Without giving room for the echoes of Tuesday to dissipate, the president of Congress, the socialist Francina Armengol, reaffirmed yesterday in her speech at the solemn opening of the Courts to warn of the “dangers” that a democracy can face if citizens feel that the judiciary is not independent, one day after two controversial and unprecedented decisions by the General Council of the Judiciary (CGPJ) and the Supreme Court (TS) against the Executive of Pedro Sánchez. The first, to declare the state attorney general, Álvaro García Ortiz, unfit, and the second, to overturn the appointment of Magdalena Valerio as president of the Council of State.

Alienated from the criticisms of the deputy secretary of autonomous and municipal policy of the PP, Elías Bendodo, of the Spanish Government for its “permanent colonization of the institutions”, the president of the Congress argued in an interview with Ràdio Nacional de España that to “consolidate ” Spanish democracy and to make it “stronger” it is necessary that “citizens feel very close to their institutions, including the judiciary”. And he insisted on the “strangeness” that causes him that “someone can put buts” to the legitimacy of the parliamentary majority of Congress that emerged from the elections of July 23, because to question it “is not to understand the basis of democracy”.

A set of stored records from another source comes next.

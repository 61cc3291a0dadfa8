//! End-to-end orchestration over a scripted source and the in-memory
//! store: run accounting, idempotence, detail replacement, and failure
//! recording.

use std::sync::atomic::{AtomicUsize, Ordering};

use async_trait::async_trait;
use serde_json::json;

use vacancy_harvester::error::Error;
use vacancy_harvester::models::{Page, ShiftRow, Vacancy, VacancyDetail};
use vacancy_harvester::pages::VacancySource;
use vacancy_harvester::scrape::run_scrape;
use vacancy_harvester::store::InMemoryStore;

fn vac(id: &str, fill_rate: f64) -> Vacancy {
    Vacancy::from_node(&json!({
        "id": id,
        "title": format!("Vacancy {}", id),
        "profession": "NURSE",
        "municipality": "Umeå",
        "procuredAmount": 500.0,
        "tender": {"fillRate": fill_rate, "dynamicStatus": "OPEN"},
    }))
    .unwrap()
}

/// Pages handed out by index; cursors are stringified page indices.
struct ScriptedSource {
    pages: Vec<Vec<Vacancy>>,
    fail_page: Option<usize>,
    detail_calls: AtomicUsize,
}

impl ScriptedSource {
    fn new(pages: Vec<Vec<Vacancy>>) -> Self {
        ScriptedSource {
            pages,
            fail_page: None,
            detail_calls: AtomicUsize::new(0),
        }
    }
}

#[async_trait]
impl VacancySource for ScriptedSource {
    async fn fetch_page(&self, cursor: Option<&str>) -> Result<Page, Error> {
        let idx = match cursor {
            None => 0,
            Some(c) => c.parse::<usize>().unwrap() + 1,
        };
        if self.fail_page == Some(idx) {
            return Err(Error::Transport("connection reset by peer".into()));
        }
        let items = self.pages[idx].clone();
        let has_next = idx + 1 < self.pages.len();
        Ok(Page {
            items,
            has_next,
            end_cursor: has_next.then(|| idx.to_string()),
        })
    }

    async fn fetch_detail(&self, _id: &str) -> Result<Option<VacancyDetail>, Error> {
        self.detail_calls.fetch_add(1, Ordering::SeqCst);
        Ok(Some(VacancyDetail {
            shifts: vec![ShiftRow {
                starts_at: 100,
                ends_at: 200,
                shift_type: "DAY".into(),
            }],
            requirements: vec![],
            pricing: vec![],
        }))
    }
}

#[tokio::test]
async fn first_run_classifies_everything_as_new() {
    let source = ScriptedSource::new(vec![
        vec![vac("a", 0.1), vac("b", 0.2)],
        vec![vac("c", 0.3)],
    ]);
    let store = InMemoryStore::new();

    let report = run_scrape(&source, &store, 20).await.unwrap();

    assert_eq!(report.run.total_fetched, 3);
    assert_eq!(report.run.new_count, 3);
    assert_eq!(report.run.updated_count, 0);
    assert_eq!(report.run.unchanged_count, 0);
    assert!(report.run.errors.is_none());
    assert_eq!(report.new_vacancies.len(), 3);
    assert_eq!(report.new_vacancies[0].id, "a");

    // detail rows were fetched and stored for every new record
    assert_eq!(source.detail_calls.load(Ordering::SeqCst), 3);
    assert_eq!(store.detail("b").unwrap().shifts.len(), 1);

    // exactly one run row, counts consistent
    let runs = store.runs();
    assert_eq!(runs.len(), 1);
    assert_eq!(
        runs[0].new_count + runs[0].updated_count + runs[0].unchanged_count,
        runs[0].total_fetched
    );
}

#[tokio::test]
async fn second_identical_run_is_all_unchanged() {
    let pages = vec![vec![vac("a", 0.1), vac("b", 0.2)]];
    let store = InMemoryStore::new();

    let source = ScriptedSource::new(pages.clone());
    run_scrape(&source, &store, 20).await.unwrap();

    let source = ScriptedSource::new(pages);
    let report = run_scrape(&source, &store, 20).await.unwrap();

    assert_eq!(report.run.new_count, 0);
    assert_eq!(report.run.unchanged_count, 2);
    assert!(report.new_vacancies.is_empty());
    // unchanged records get no detail refresh
    assert_eq!(source.detail_calls.load(Ordering::SeqCst), 0);
    assert_eq!(store.runs().len(), 2);
}

#[tokio::test]
async fn changed_volatile_field_is_reported_with_its_name() {
    let store = InMemoryStore::new();

    let source = ScriptedSource::new(vec![vec![vac("a", 0.5)]]);
    run_scrape(&source, &store, 20).await.unwrap();
    let first_seen = store.row("a").unwrap().first_seen_at;

    let source = ScriptedSource::new(vec![vec![vac("a", 0.8)]]);
    let report = run_scrape(&source, &store, 20).await.unwrap();

    assert_eq!(report.run.updated_count, 1);
    assert_eq!(report.updates.len(), 1);
    assert_eq!(report.updates[0].id, "a");
    assert_eq!(report.updates[0].changes, vec!["fill_rate".to_string()]);

    let row = store.row("a").unwrap();
    assert_eq!(row.vacancy.fill_rate, 0.8);
    assert_eq!(row.first_seen_at, first_seen);
    // updated records get their detail refreshed
    assert_eq!(source.detail_calls.load(Ordering::SeqCst), 1);
}

#[tokio::test]
async fn page_failure_records_the_error_and_still_appends_a_run() {
    let mut source = ScriptedSource::new(vec![
        vec![vac("a", 0.1)],
        vec![vac("b", 0.2)],
    ]);
    source.fail_page = Some(1);
    let store = InMemoryStore::new();

    let report = run_scrape(&source, &store, 20).await.unwrap();

    assert!(report.run.errors.as_deref().unwrap().contains("connection reset"));
    assert_eq!(report.run.total_fetched, 0);
    assert_eq!(report.run.new_count, 0);

    let runs = store.runs();
    assert_eq!(runs.len(), 1);
    assert!(runs[0].errors.is_some());
}

#[tokio::test]
async fn traversal_respects_the_page_cap() {
    // 5 pages available, cap at 2
    let source = ScriptedSource::new(vec![
        vec![vac("a", 0.1)],
        vec![vac("b", 0.1)],
        vec![vac("c", 0.1)],
        vec![vac("d", 0.1)],
        vec![vac("e", 0.1)],
    ]);
    let store = InMemoryStore::new();

    let report = run_scrape(&source, &store, 2).await.unwrap();
    assert_eq!(report.run.total_fetched, 2);
    assert_eq!(report.run.new_count, 2);
}

/// A source whose detail endpoint always fails.
struct BrokenDetailSource(ScriptedSource);

#[async_trait]
impl VacancySource for BrokenDetailSource {
    async fn fetch_page(&self, cursor: Option<&str>) -> Result<Page, Error> {
        self.0.fetch_page(cursor).await
    }

    async fn fetch_detail(&self, _id: &str) -> Result<Option<VacancyDetail>, Error> {
        Err(Error::Transport("detail endpoint down".into()))
    }
}

#[tokio::test]
async fn detail_failures_do_not_abort_the_run() {
    let source = BrokenDetailSource(ScriptedSource::new(vec![vec![
        vac("a", 0.1),
        vac("b", 0.2),
    ]]));
    let store = InMemoryStore::new();

    let report = run_scrape(&source, &store, 20).await.unwrap();

    // both records landed despite every detail fetch failing
    assert_eq!(report.run.new_count, 2);
    assert!(report.run.errors.is_none());
    assert!(store.detail("a").is_none());
    assert!(store.row("a").is_some());
}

Armengol’s was not the only socialist reaction to the PP’s attempts against the PSOE in judicial matters. The Minister of the Presidency, Justice and Relations with the Courts, Félix Bolaños, congratulated himself for seeing how the amnesty law had “punctured the balloon of the right and the ultra-right, who said that Europe was very worried”. “In Europe they already know very well his exaggerations” and his “overacting” with the subject.

Bolaños reaffirmed this in his statements the day before that, in his opinion, there are “zero concerns” in Brussels about this issue, despite the fact that yesterday the European Commission replied that it is too early to make such a statement categorical, as it will not be pronounced until it is approved. “The analysis [of the legislative draft] is still underway. Therefore, in this sense, the commissioner has not said for now that the amnesty law does not raise concerns”, replied the spokesperson of the European Commission, Christian Wigand, when asked for the Spanish minister’s summary of the meetings held in Brussels with the European Commissioner for Justice, Didier Reynders, and the vice-president of the institution, Vera Jourová.

Wigand specified that the meetings were “constructive” and that it was agreed to “continue” the dialogue on the issues related to the rule of law in Spain that were put on the table, especially the need to renew the General Council of the Judiciary and the amnesty law. “The commissioner informed the minister that he has questions and wants to continue the talks with the Spanish authorities,” said the EU spokesperson to finish answering questions from the press at the European Commission’s daily press conference. In view of Brussels’ punctuation of Bolaños’ words, the leader of the PP, Alberto Núñez Feijóo, demanded not only a rectification, but also an apology. “We demand that he acknowledges his lie, corrects it and apologizes to the Commission and the Spaniards”, he claimed on the X social network.

Every year, Brussels prepares a report on the state of the rule of law in each country of the Union and in its last two editions it has included specific recommendations to each government to improve the democratic health of the member state in question. In the case of Spain, they refer to the urgency to renew the CGPJ, reform the system for electing judges and also the need to separate the mandates of the Attorney General and the Government to guarantee their independence. The next report will not be issued until July next year, and Brussels cannot act preemptively, but in early November Reynders took an interest in the amnesty debate and asked for information from Acting Spanish government on the law, even before the PSOE submitted the draft to Congress.

Bolaños sent him the draft as soon as it was presented, and the preliminary analysis of the Community Executive, according to sources consulted by this newspaper, is that the text avoids the two points that could have been problematic in terms of law community, since it does not at any time refer to the concept of lawfare and also makes it clear that “crimes affecting the financial interests of the EU” are excluded from its scope. The European Commission, however, reaffirms the fact that it will not evaluate the law until the final text is approved, which is why it does not consider the matter closed.